DJ Rekha (born Rekha Malhotra, 1971) is a London-born musician, DJ, producer, curator, activist.  She has been credited with pioneering Bhangra music in North America. Her first album, DJ Rekha Presents Basement Bhangra, released in October 2007 on Koch Records, fuses the Indian genre of bhangra music with international hip-hop and drum beats.

Early life 
DJ Rekha spent the first year of her life in London, and the following three years in New Delhi, India. She credits this time in India as critical for exposure to Punjabi, the primary language of bhangra. She returned to London briefly until her family moved to Queens, New York. DJ Rekha spent most of her adolescence in Westbury, Long Island and currently lives in Jackson Heights, Queens. She graduated from Queens College with a degree in Urban Studies while simultaneously experimenting and honing her craft on the turntables.

Music 

DJ Rekha launched a monthly event known as Basement Bhangra at SOB's on Varick Street. From 1997 - 2017, Basement Bhangra popularized the traditional-modern bhangra blend, making the genre a part of the NYC club scene. The final 20th anniversary show was held at Central Park's Summerstage on August 6, 2017.
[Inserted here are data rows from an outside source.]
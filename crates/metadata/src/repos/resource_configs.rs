//! Resource config identities and their usage ledger.

use crate::error::MetadataResult;
use crate::models::{
    ResourceConfigRow, ResourceConfigUseRow, UsedResourceCache, UsedResourceConfig,
};
use async_trait::async_trait;
use lookout_core::{ResourceCacheDescriptor, ResourceConfigDescriptor, ResourceUser};

/// Content-addressed find-or-create for config identities.
///
/// The store never deletes a config; an external collector does so once a
/// config has no usage edges. Any write racing with such a deletion fails with
/// `RetryableConflict`.
#[async_trait]
pub trait ResourceConfigRepo: Send + Sync {
    /// Resolve the descriptor's whole parent chain to persisted identities in
    /// one transaction, recording a usage edge for `user` at every level.
    ///
    /// Errors:
    /// - `BaseResourceTypeNotFound` if the chain's base type is not registered
    /// - `RetryableConflict` on a unique or foreign-key race
    /// - `UserDisappeared` if `user` no longer exists
    async fn find_or_create_resource_config(
        &self,
        descriptor: &ResourceConfigDescriptor,
        user: ResourceUser,
    ) -> MetadataResult<UsedResourceConfig>;

    /// Like [`find_or_create_resource_config`](Self::find_or_create_resource_config)
    /// for a cache and the config it was produced from.
    async fn find_or_create_resource_cache(
        &self,
        descriptor: &ResourceCacheDescriptor,
        user: ResourceUser,
    ) -> MetadataResult<UsedResourceCache>;

    async fn get_resource_config(&self, config_id: i64)
    -> MetadataResult<Option<ResourceConfigRow>>;

    async fn list_resource_config_uses(
        &self,
        config_id: i64,
    ) -> MetadataResult<Vec<ResourceConfigUseRow>>;

    async fn count_resource_config_uses(&self, config_id: i64) -> MetadataResult<u64>;

    /// Configs with no usage edges, oldest first. Collector input.
    async fn list_unused_resource_configs(&self) -> MetadataResult<Vec<ResourceConfigRow>>;

    /// Drop one usage edge. Returns whether an edge was removed.
    async fn release_resource_config_use(
        &self,
        config_id: i64,
        user: ResourceUser,
    ) -> MetadataResult<bool>;
}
DJ Rekha has brought South Asian music to New York by spinning at events like P.S. 1's Warm Up Series, Central Park's Summerstage, Prospect Park’s Celebrate Brooklyn, Brooklyn Museum's First Saturdays, and the annual flagship Loving Day celebration held in New York City. She arranged the music for Bridge and Tunnel, the [Tony Award] winning Off-Broadway show. Newsweek recognized her as one of the most influential South Asians in the US, and she has received accolades from The New York Times, CNN, The Fader, The Village Voice, and The Washington Post, among others.

Her debut album, DJ Rekha Presents Basement Bhangra, is a 17 track mix CD with four exclusive tracks including two original productions from Rekha. In this album, DJ Rekha collaborated with  Wyclef Jean, Panjabi MC, and Bikram Singh, among others.  The album weaves Punjabi folk traditions, dance hall rhythms from the U.S., U.K. and Jamaica, and DJ techniques that are 100% New York.

Since 2010, DJ Rekha has hosted 'Bhangra and Beyond', a weekly radio show on BTRtoday.

Equipment
 Turntable
 Roland SP-808 sampler

Entrepreneur 
In 2000, DJ Rekha founded Sangament (sangam is Hindi for "confluence" — a place where two rivers flow together), a production company that produces live concerts and provides music consulting services to record labels, cultural institutions, media companies, and corporations. DJ Rekha produces live events and her monthly parties, Basement Bhangra and Bollywood Disco through Sangament, Inc.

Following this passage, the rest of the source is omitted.